Refer to processor via hydra and not charon.

[strongswan.git] / src / libcharon / processing / scheduler.h

/*
 * Copyright (C) 2009 Tobias Brunner
 * Copyright (C) 2005-2007 Martin Willi
 * Copyright (C) 2005 Jan Hutter
 * Hochschule fuer Technik Rapperswil
 *
 * This program is free software; you can redistribute it and/or modify it
 * under the terms of the GNU General Public License as published by the
 * Free Software Foundation; either version 2 of the License, or (at your
 * option) any later version.  See <http://www.fsf.org/copyleft/gpl.txt>.
 *
 * This program is distributed in the hope that it will be useful, but
 * WITHOUT ANY WARRANTY; without even the implied warranty of MERCHANTABILITY
 * or FITNESS FOR A PARTICULAR PURPOSE.  See the GNU General Public License
 * for more details.
 */

/**
 * @defgroup scheduler scheduler
 * @{ @ingroup processing
 */

#ifndef SCHEDULER_H_
#define SCHEDULER_H_

typedef struct scheduler_t scheduler_t;

#include <library.h>
#include <processing/jobs/job.h>

/**
 * The scheduler queues timed events which are then passed to the processor.
 *
 * The scheduler is implemented as a heap. A heap is a special kind of tree-
 * based data structure that satisfies the following property: if B is a child
 * node of A, then key(A) >= (or <=) key(B). So either the element with the
 * greatest (max-heap) or the smallest (min-heap) key is the root of the heap.
 * We use a min-heap whith the key being the absolute unix time at which an
 * event is scheduled. So the root is always the event that will fire next.
 *
 * An earlier implementation of the scheduler used a sorted linked list to store
 * the events. That had the advantage that removing the next event was extremely
 * fast, also, adding an event scheduled before or after all other events was
 * equally fast (all in O(1)). The problem was, though, that adding an event
 * in-between got slower, as the number of events grew larger (O(n)).
 * For each connection there could be several events: IKE-rekey, NAT-keepalive,
 * retransmissions, expire (half-open), and others. So a gateway that probably
 * has to handle thousands of concurrent connnections has to be able to queue a
 * large number of events as fast as possible. Locking makes this even worse, to
 * provide thread-safety, no events can be processed, while an event is queued,
 * so making the insertion fast is even more important.
 *
 * That's the advantage of the heap. Adding an element to the heap can be
 * achieved in O(log n) - on the other hand, removing the root node also
 * requires O(log n) operations. Consider 10000 queued events. Inserting a new
 * event in the list implementation required up to 10000 comparisons.
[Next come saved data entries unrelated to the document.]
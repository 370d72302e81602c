//! Processed review entity: the analysis-augmented copy of a review

use crate::vocabulary::{split_tags, CompetitorMention, Dimension, Priority, Sentiment};
use sea_orm::entity::prelude::*;
use serde::{Deserialize, Serialize};

#[derive(Clone, Debug, PartialEq, DeriveEntityModel, Serialize, Deserialize)]
#[sea_orm(table_name = "processed_reviews")]
#[serde(rename_all = "camelCase")]
pub struct Model {
    #[sea_orm(primary_key)]
    pub id: i32,

    /// One processed row per review
    #[sea_orm(unique)]
    pub review_id: i32,

    // Display fields copied from the review
    #[sea_orm(column_type = "Text")]
    pub text: String,

    pub rating: f64,

    pub date: DateTimeUtc,

    pub collection_time: DateTimeUtc,

    pub user_id: i32,

    // Analysis fields, null until analyzed
    #[sea_orm(column_type = "Text", nullable)]
    pub theme: Option<String>,

    pub sentiment: Option<Sentiment>,

    #[sea_orm(column_type = "Text", nullable)]
    pub category: Option<String>,

    pub priority: Option<Priority>,

    pub competitor_mention: Option<CompetitorMention>,

    /// Comma-delimited, order preserved
    #[sea_orm(column_type = "Text", nullable)]
    pub tags: Option<String>,

    pub created_at: DateTimeUtc,

    pub updated_at: DateTimeUtc,
}

impl Model {
    /// Tags as an ordered list
    pub fn tag_list(&self) -> Option<Vec<String>> {
        self.tags.as_deref().map(split_tags)
    }

    /// Whether a dimension already holds a value
    pub fn has_dimension(&self, dimension: Dimension) -> bool {
        match dimension {
            Dimension::Theme => self.theme.is_some(),
            Dimension::Category => self.category.is_some(),
            Dimension::Tags => self.tags.is_some(),
            Dimension::Sentiment => self.sentiment.is_some(),
            Dimension::Priority => self.priority.is_some(),
            Dimension::CompetitorMention => self.competitor_mention.is_some(),
        }
    }

    /// True when every analysis field is null
    pub fn is_unanalyzed(&self) -> bool {
        self.theme.is_none()
            && self.sentiment.is_none()
            && self.category.is_none()
            && self.priority.is_none()
            && self.competitor_mention.is_none()
            && self.tags.is_none()
    }
}

#[derive(Copy, Clone, Debug, EnumIter, DeriveRelation)]
pub enum Relation {
    #[sea_orm(
        belongs_to = "super::review::Entity",
        from = "Column::ReviewId",
        to = "super::review::Column::Id",
        on_delete = "Cascade"
    )]
    Review,

    #[sea_orm(
        belongs_to = "super::user::Entity",
        from = "Column::UserId",
        to = "super::user::Column::Id"
    )]
    User,
}

impl Related<super::review::Entity> for Entity {
    fn to() -> RelationDef {
        Relation::Review.def()
    }
}

impl Related<super::user::Entity> for Entity {
    fn to() -> RelationDef {
        Relation::User.def()
    }
}

impl ActiveModelBehavior for ActiveModel {}
//! Competitor-focused recommendation entity, one row per (category, theme)

use sea_orm::entity::prelude::*;
use serde::{Deserialize, Serialize};

#[derive(Clone, Debug, PartialEq, Eq, DeriveEntityModel, Serialize, Deserialize)]
#[sea_orm(table_name = "competitor_recommendations")]
#[serde(rename_all = "camelCase")]
pub struct Model {
    #[sea_orm(primary_key)]
    pub id: i32,

    #[sea_orm(column_type = "Text")]
    pub category: String,

    /// Empty string when the theme is unspecified
    #[sea_orm(column_type = "Text")]
    pub theme: String,

    #[sea_orm(column_type = "Text")]
    pub text: String,

    pub created_at: DateTimeUtc,

    pub updated_at: DateTimeUtc,
}

#[derive(Copy, Clone, Debug, EnumIter, DeriveRelation)]
pub enum Relation {}

impl ActiveModelBehavior for ActiveModel {}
In the
 * heap implementation, the worst case is about 13.3 comparisons. That's a
 * drastic improvement.
 *
 * The implementation itself uses a binary tree mapped to a one-based array to
 * store the elements. This reduces storage overhead and simplifies navigation:
 * the children of the node at position n are at position 2n and 2n+1 (likewise
 * the parent node of the node at position n is at position [n/2]). Thus,
 * navigating up and down the tree is reduced to simple index computations.
 *
 * Adding an element to the heap works as follows: The heap is always filled
 * from left to right, until a row is full, then the next row is filled. Mapped
 * to an array this gets as simple as putting the new element to the first free
 * position. In a one-based array that position equals the number of elements
 * currently stored in the heap. Then the heap property has to be restored, i.e.
 * the new element has to be "bubbled up" the tree until the parent node's key
 * is smaller or the element got the new root of the tree.
 *
 * Removing the next event from the heap works similarly. The event itself is
 * the root node and stored at position 1 of the array. After removing it, the
 * root has to be replaced and the heap property has to be restored. This is
 * done by moving the bottom element (last row, rightmost element) to the root
 * and then "seep it down" by swapping it with child nodes until none of the
 * children has a smaller key or it is again a leaf node.
 */
struct scheduler_t {

        /**
         * Adds a event to the queue, using a relative time offset in s.
         *
         * @param job                   job to schedule
         * @param time                  relative time to schedule job, in s
         */
        void (*schedule_job) (scheduler_t *this, job_t *job, u_int32_t s);

        /**
         * Adds a event to the queue, using a relative time offset in ms.
         *
         * @param job                   job to schedule
         * @param time                  relative time to schedule job, in ms
         */
        void (*schedule_job_ms) (scheduler_t *this, job_t *job, u_int32_t ms);

        /**
         * Adds a event to the queue, using an absolut time.
         *
         * The passed timeval should be calculated based on the time_monotonic()
         * function.
         *
         * @param job                   job to schedule
         * @param time                  absolut time to schedule job
         */
        void (*schedule_job_tv) (scheduler_t *this, job_t *job, timeval_t tv);

        /**
         * Returns number of jobs scheduled.
         *
         * @return                              number of scheduled jobs
         */
        u_int (*get_job_load) (scheduler_t *this);

        /**
         * Destroys a scheduler object.
         */
        void (*destroy) (scheduler_t *this);
};

/**
 * Create a scheduler.
 *
 * @return              scheduler_t object
 */
scheduler_t *scheduler_create(void);

#endif /** SCHEDULER_H_ @}*/